Golfe d’Oman : un pétrolier mis hors d’état par l’aviation américaine, 24 marins indiens secourus
Le 8 juin, le MT Marivex a été frappé par un chasseur F/A-18 pour avoir tenté de briser le blocus naval contre l’Iran. Les 24 membres d’équipage indiens, à bord d’un navire sous sanctions, ont été sauvés par les autorités omanaises.

Le 8 juin, un chasseur F/A-18 américain a neutralisé le pétrolier Marivex dans le golfe d’Oman. Le navire, battant pavillon palaouan et vide de cargaison, tentait de rallier un port iranien en dépit du blocus naval instauré par Washington le 13 avril. Le CENTCOM précise que la munition de précision a visé la salle des machines après que l’équipage, composé de 24 marins indiens, eut ignoré les injonctions.
Ce nouveau tir porte à sept le nombre de navires neutralisés depuis le début du blocus, tandis que 134 cargos ont été déroutés et 42 autorisés à poursuivre, rappellent les médias russes. L’Iran, de son côté, avait riposté le 3 juin en frappant un centre de commandement américain en mer d’Oman, selon l’agence Fars citée par la presse moscovite. Cette spirale souligne la militarisation des sanctions unilatérales, en marge de tout mandat onusien.
Secourus par les autorités omanaises, les 24 marins indiens naviguaient sur un navire placé depuis décembre 2025 sur la liste noire de l’OFAC pour ses liens avec l’Iran. La presse indienne insiste sur le fait que le Marivex, sous pavillon de complaisance palaouan, n’appartient à aucun armateur indien et usait de faux indicatifs. L’épisode met en lumière la vulnérabilité des équipages civils, pris dans les rouages de l’application extraterritoriale des sanctions américaines.

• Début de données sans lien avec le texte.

use std::path::PathBuf;

use clap::{Args, Parser, Subcommand};

use super::commands::{ingest::IngestArgs, list::ListArgs, show::ShowArgs};

#[derive(Debug, Parser)]
#[command(
    name = "parley",
    version,
    about = "Safe conversation ingestion into an embedded key-value store"
)]
pub struct Cli {
    #[command(flatten)]
    pub runtime: RuntimeArgs,

    #[command(subcommand)]
    pub command: Command,
}

#[derive(Debug, Clone, Args)]
pub struct RuntimeArgs {
    #[arg(long, global = true, value_name = "PATH")]
    pub home_dir: Option<PathBuf>,

    #[arg(long, global = true, value_name = "PATH")]
    pub cwd: Option<PathBuf>,

    #[arg(long, global = true, value_name = "PATH")]
    pub out_dir: Option<PathBuf>,
}

#[derive(Debug, Subcommand)]
pub enum Command {
    /// Parse, normalize and store every conversation file in a directory.
    Ingest(IngestArgs),
    /// Print one stored conversation.
    Show(ShowArgs),
    /// List stored keys in byte order.
    List(ListArgs),
}
pub mod conversation;
pub mod value;

pub use conversation::{ContentItem, Conversation, Message, ResultPayload, ToolRun, UNKNOWN_ROLE};
pub use value::{GenericValue, Number};

pub use crate::utils::time::Timestamp;
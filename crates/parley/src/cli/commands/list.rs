use std::path::PathBuf;

use anyhow::Result;
use clap::Args;

use crate::config::RuntimePaths;
use crate::store::{ConversationStore, DEFAULT_LIST_LIMIT};

#[derive(Debug, Clone, Args)]
pub struct ListArgs {
    #[arg(long, value_name = "PATH")]
    pub store: Option<PathBuf>,

    #[arg(long, value_name = "N", default_value_t = DEFAULT_LIST_LIMIT)]
    pub limit: usize,
}

pub fn run(args: &ListArgs, runtime_paths: &RuntimePaths) -> Result<()> {
    let store_path = match &args.store {
        Some(path) => runtime_paths.resolve(path)?,
        None => runtime_paths.default_store_path(),
    };
    let store = ConversationStore::open_read_only(&store_path)?;
    let total = store.count()?;
    let keys = store.keys(args.limit)?;
    store.close()?;

    for key in &keys {
        println!("{key}");
    }
    println!(
        "list: shown={} total={} store={}",
        keys.len(),
        total,
        store_path.display()
    );
    Ok(())
}
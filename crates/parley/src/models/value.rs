use std::collections::BTreeMap;
use std::fmt::{Formatter, Result as FmtResult};

use anyhow::{Context, Result};
use serde::de::{self, MapAccess, SeqAccess, Visitor};
use serde::ser::{self, Serialize, Serializer};
use serde::{Deserialize, Deserializer};

use crate::utils::time::Timestamp;

/// Untyped tree produced by the markup parser. Mapping keys are kept sorted,
/// which is what makes the byte encoding canonical.
#[derive(Debug, Clone, PartialEq)]
pub enum GenericValue {
    Null,
    Bool(bool),
    Number(Number),
    String(String),
    Timestamp(Timestamp),
    Sequence(Vec<GenericValue>),
    Mapping(BTreeMap<String, GenericValue>),
}

/// `UInt` only holds values above `i64::MAX`; everything smaller is `Int`.
#[derive(Debug, Clone, Copy, PartialEq)]
pub enum Number {
    Int(i64),
    UInt(u64),
    Float(f64),
}

impl Number {
    #[must_use]
    pub fn from_u64(value: u64) -> Self {
        i64::try_from(value).map_or(Self::UInt(value), Self::Int)
    }
}

impl std::fmt::Display for Number {
    fn fmt(&self, f: &mut Formatter<'_>) -> FmtResult {
        match self {
            Self::Int(value) => write!(f, "{value}"),
            Self::UInt(value) => write!(f, "{value}"),
            Self::Float(value) => write!(f, "{value}"),
        }
    }
}

impl GenericValue {
    #[must_use]
    pub const fn kind_name(&self) -> &'static str {
        match self {
            Self::Null => "null",
            Self::Bool(_) => "bool",
            Self::Number(_) => "number",
            Self::String(_) => "string",
            Self::Timestamp(_) => "timestamp",
            Self::Sequence(_) => "sequence",
            Self::Mapping(_) => "mapping",
        }
    }

    #[must_use]
    pub fn as_str(&self) -> Option<&str> {
        match self {
            Self::String(text) => Some(text),
            _ => None,
        }
    }

    #[must_use]
    pub fn as_sequence(&self) -> Option<&[GenericValue]> {
        match self {
            Self::Sequence(items) => Some(items),
            _ => None,
        }
    }

    #[must_use]
    pub fn as_mapping(&self) -> Option<&BTreeMap<String, GenericValue>> {
        match self {
            Self::Mapping(map) => Some(map),
            _ => None,
        }
    }

    #[must_use]
    pub fn get(&self, key: &str) -> Option<&GenericValue> {
        self.as_mapping().and_then(|map| map.get(key))
    }

    /// Compact JSON with sorted keys and canonical timestamp text. Fails only
    /// for values JSON cannot carry (non-finite floats).
    pub fn to_canonical_bytes(&self) -> Result<Vec<u8>> {
        serde_json::to_vec(self).context("failed to encode value tree as canonical JSON")
    }

    /// Strings are never reinterpreted, so a stored timestamp reads back as
    /// its canonical text. See [`GenericValue::canonicalized`].
    pub fn from_canonical_bytes(bytes: &[u8]) -> Result<Self> {
        serde_json::from_slice(bytes).context("failed to decode canonical JSON value tree")
    }

    /// The tree as it reads back from the store: timestamps are replaced by
    /// their canonical text and everything else is unchanged.
    pub fn canonicalized(&self) -> Result<Self> {
        Ok(match self {
            Self::Timestamp(timestamp) => Self::String(timestamp.canonical_text()?),
            Self::Sequence(items) => Self::Sequence(
                items
                    .iter()
                    .map(Self::canonicalized)
                    .collect::<Result<Vec<_>>>()?,
            ),
            Self::Mapping(map) => Self::Mapping(
                map.iter()
                    .map(|(key, value)| Ok((key.clone(), value.canonicalized()?)))
                    .collect::<Result<BTreeMap<_, _>>>()?,
            ),
            other => other.clone(),
        })
    }
}

impl Serialize for GenericValue {
    fn serialize<S: Serializer>(&self, serializer: S) -> std::result::Result<S::Ok, S::Error> {
        match self {
            Self::Null => serializer.serialize_unit(),
            Self::Bool(value) => serializer.serialize_bool(*value),
            Self::Number(Number::Int(value)) => serializer.serialize_i64(*value),
            Self::Number(Number::UInt(value)) => serializer.serialize_u64(*value),
            Self::Number(Number::Float(value)) => {
                if !value.is_finite() {
                    return Err(<S::Error as ser::Error>::custom(format!(
                        "non-finite float `{value}` has no canonical encoding"
                    )));
                }
                serializer.serialize_f64(*value)
            }
            Self::String(text) => serializer.serialize_str(text),
            Self::Timestamp(timestamp) => {
                let text = timestamp
                    .canonical_text()
                    .map_err(|error| <S::Error as ser::Error>::custom(format!("{error:#}")))?;
                serializer.serialize_str(&text)
            }
            Self::Sequence(items) => serializer.collect_seq(items),
            Self::Mapping(map) => serializer.collect_map(map),
        }
    }
}

impl<'de> Deserialize<'de> for GenericValue {
    fn deserialize<D: Deserializer<'de>>(deserializer: D) -> std::result::Result<Self, D::Error> {
        deserializer.deserialize_any(GenericValueVisitor)
    }
}

struct GenericValueVisitor;

impl<'de> Visitor<'de> for GenericValueVisitor {
    type Value = GenericValue;

    fn expecting(&self, formatter: &mut Formatter<'_>) -> FmtResult {
        formatter.write_str("a null, boolean, number, string, sequence or string-keyed mapping")
    }

    fn visit_unit<E: de::Error>(self) -> std::result::Result<Self::Value, E> {
        Ok(GenericValue::Null)
    }

    fn visit_none<E: de::Error>(self) -> std::result::Result<Self::Value, E> {
        Ok(GenericValue::Null)
    }

    fn visit_some<D: Deserializer<'de>>(
        self,
        deserializer: D,
    ) -> std::result::Result<Self::Value, D::Error> {
        GenericValue::deserialize(deserializer)
    }

    fn visit_bool<E: de::Error>(self, value: bool) -> std::result::Result<Self::Value, E> {
        Ok(GenericValue::Bool(value))
    }

    fn visit_i64<E: de::Error>(self, value: i64) -> std::result::Result<Self::Value, E> {
        Ok(GenericValue::Number(Number::Int(value)))
    }

    fn visit_u64<E: de::Error>(self, value: u64) -> std::result::Result<Self::Value, E> {
        Ok(GenericValue::Number(Number::from_u64(value)))
    }

    fn visit_f64<E: de::Error>(self, value: f64) -> std::result::Result<Self::Value, E> {
        Ok(GenericValue::Number(Number::Float(value)))
    }

    fn visit_str<E: de::Error>(self, value: &str) -> std::result::Result<Self::Value, E> {
        Ok(GenericValue::String(value.to_string()))
    }

    fn visit_string<E: de::Error>(self, value: String) -> std::result::Result<Self::Value, E> {
        Ok(GenericValue::String(value))
    }

    fn visit_seq<A: SeqAccess<'de>>(self, mut seq: A) -> std::result::Result<Self::Value, A::Error> {
        let mut items = Vec::with_capacity(seq.size_hint().unwrap_or(0));
        while let Some(item) = seq.next_element::<GenericValue>()? {
            items.push(item);
        }
        Ok(GenericValue::Sequence(items))
    }

    fn visit_map<A: MapAccess<'de>>(self, mut map: A) -> std::result::Result<Self::Value, A::Error> {
        let mut entries = BTreeMap::new();
        while let Some((key, value)) = map.next_entry::<String, GenericValue>()? {
            entries.insert(key, value);
        }
        Ok(GenericValue::Mapping(entries))
    }
}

Le blocage du golfe d’Oman, couplé aux tensions entre l’Iran et Israël, inquiète au-delà du Moyen-Orient. La presse helvétique évoque une « guerre d’Iran » perturbant l’économie mondiale depuis le 8 avril, notamment via le détroit d’Ormuz. En Europe, où l’on craint une envolée des cours du brut, les diplomaties s’activent en coulisses, d’autant que des médias indiens font état de tentatives de cessez-le-feu encouragées par l’administration Trump.
En neutralisant un pétrolier vide, Washington envoie un message dissuasif sans franchir le seuil de la confrontation ouverte. Mais la répétition de ces frappes, conjuguée aux ripostes iraniennes, transforme la région en un champ de mines juridique et militaire où le droit de la mer cède le pas aux impératifs stratégiques. Les équipages, eux, restent en première ligne.